Thursday, May 20, 2010

Atlantoaxial Rotatory Subluxation

Atlantoaxial rotatory subluxation can be idiopathic or be due to infection (pharyngitis or otitis media), recent head or neck surgery, or trauma. When an infectious etiology is present, the condition is referred to as Grisel syndrome.

Fielding and Hawkins classified atlantoaxial rotatory subluxation into 4 types:
  • Type I: Simple rotatory displacement without anterior shift. The transverse ligament is intact and the dens acts as a pivot point.
  • Type II: Rotatory and anterior displacement between 3-5 mm. The transverse ligament is injured and the opposite facet acts as the pivot point.
  • Type III: Rotatory and anterior displacement greater than 5 mm with both lateral atlantoaxial joints anteriorly subluxed. The transverse ligament and facet capsules are injured.
  • Type IV: Posterior subluxation of both lateral atlantoaxial joints. Rare and described in adult patients with rheumatoid arthritis and destruction of the dens.
Diagnosis of rotatory subluxation is made with dynamic CT of the upper cervical spine in neutral, head to the left, and head to the right positions. Fixed rotatory subluxation is diagnosed if the distance from the dens to a C1 anterolateral arch on one side is persistently widened on all images compared to the other side.

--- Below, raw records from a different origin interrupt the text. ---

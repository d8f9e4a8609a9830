use crate::types::{ElevationStats, ElevationWindow, MeasureError, MeasureResult, ProfileStats};
use num_traits::ToPrimitive;

/// Aggregate statistics over a set of elevation samples.
///
/// Returns `None` for an empty input. Standard deviation is the population
/// form; median averages the two middle samples for even counts.
pub fn elevation_stats<T: ToPrimitive + Copy>(samples: &[T]) -> Option<ElevationStats> {
    if samples.is_empty() {
        return None;
    }

    let mut values: Vec<f64> = samples
        .iter()
        .filter_map(|s| s.to_f64())
        .filter(|v| v.is_finite())
        .collect();
    if values.is_empty() {
        return None;
    }

    values.sort_by(|a, b| a.partial_cmp(b).unwrap_or(std::cmp::Ordering::Equal));

    let n = values.len();
    let min = values[0];
    let max = values[n - 1];
    let mean = values.iter().sum::<f64>() / n as f64;
    let variance = values.iter().map(|v| (v - mean) * (v - mean)).sum::<f64>() / n as f64;
    let median = if n % 2 == 1 {
        values[n / 2]
    } else {
        (values[n / 2 - 1] + values[n / 2]) / 2.0
    };

    Some(ElevationStats {
        min,
        max,
        mean,
        std: variance.sqrt(),
        median,
    })
}

/// Elevation profile of a clipped window: plain statistics plus the
/// min-to-max range, no volume semantics.
pub fn profile(window: &ElevationWindow) -> MeasureResult<ProfileStats> {
    let stats = elevation_stats(&window.samples).ok_or(MeasureError::EmptyWindow)?;

    Ok(ProfileStats {
        stats,
        range: stats.max - stats.min,
    })
}

#[cfg(test)]
mod tests {
    use super::*;
    use approx::assert_relative_eq;

    #[test]
    fn test_stats_basic() {
        let stats = elevation_stats(&[2.0_f64, 4.0, 4.0, 4.0, 5.0, 5.0, 7.0, 9.0]).unwrap();
        assert_relative_eq!(stats.min, 2.0);
        assert_relative_eq!(stats.max, 9.0);
        assert_relative_eq!(stats.mean, 5.0);
        assert_relative_eq!(stats.std, 2.0);
        assert_relative_eq!(stats.median, 4.5);
    }

    #[test]
    fn test_stats_odd_count_median() {
        let stats = elevation_stats(&[3.0_f32, 1.0, 2.0]).unwrap();
        assert_relative_eq!(stats.median, 2.0);
    }

    #[test]
    fn test_stats_empty_is_none() {
        assert!(elevation_stats::<f64>(&[]).is_none());
    }

    #[test]
    fn test_profile_range() {
        let window = ElevationWindow {
            samples: vec![98.5, 105.2, 102.5],
            resolution_x: 0.1,
            resolution_y: 0.1,
        };
        let profile = profile(&window).unwrap();
        assert_relative_eq!(profile.range, 105.2 - 98.5, max_relative = 1e-12);
    }
}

Management ranges from conservative to surgical, depending on patient age and the duration of symptoms. Children with acute symptoms can be treated with manual reduction followed by mechanical traction (with a hard cervical collar or with weighted traction). Children with a subacute presentation or recurrence are treated with open fixation. Adults are generally treated surgically.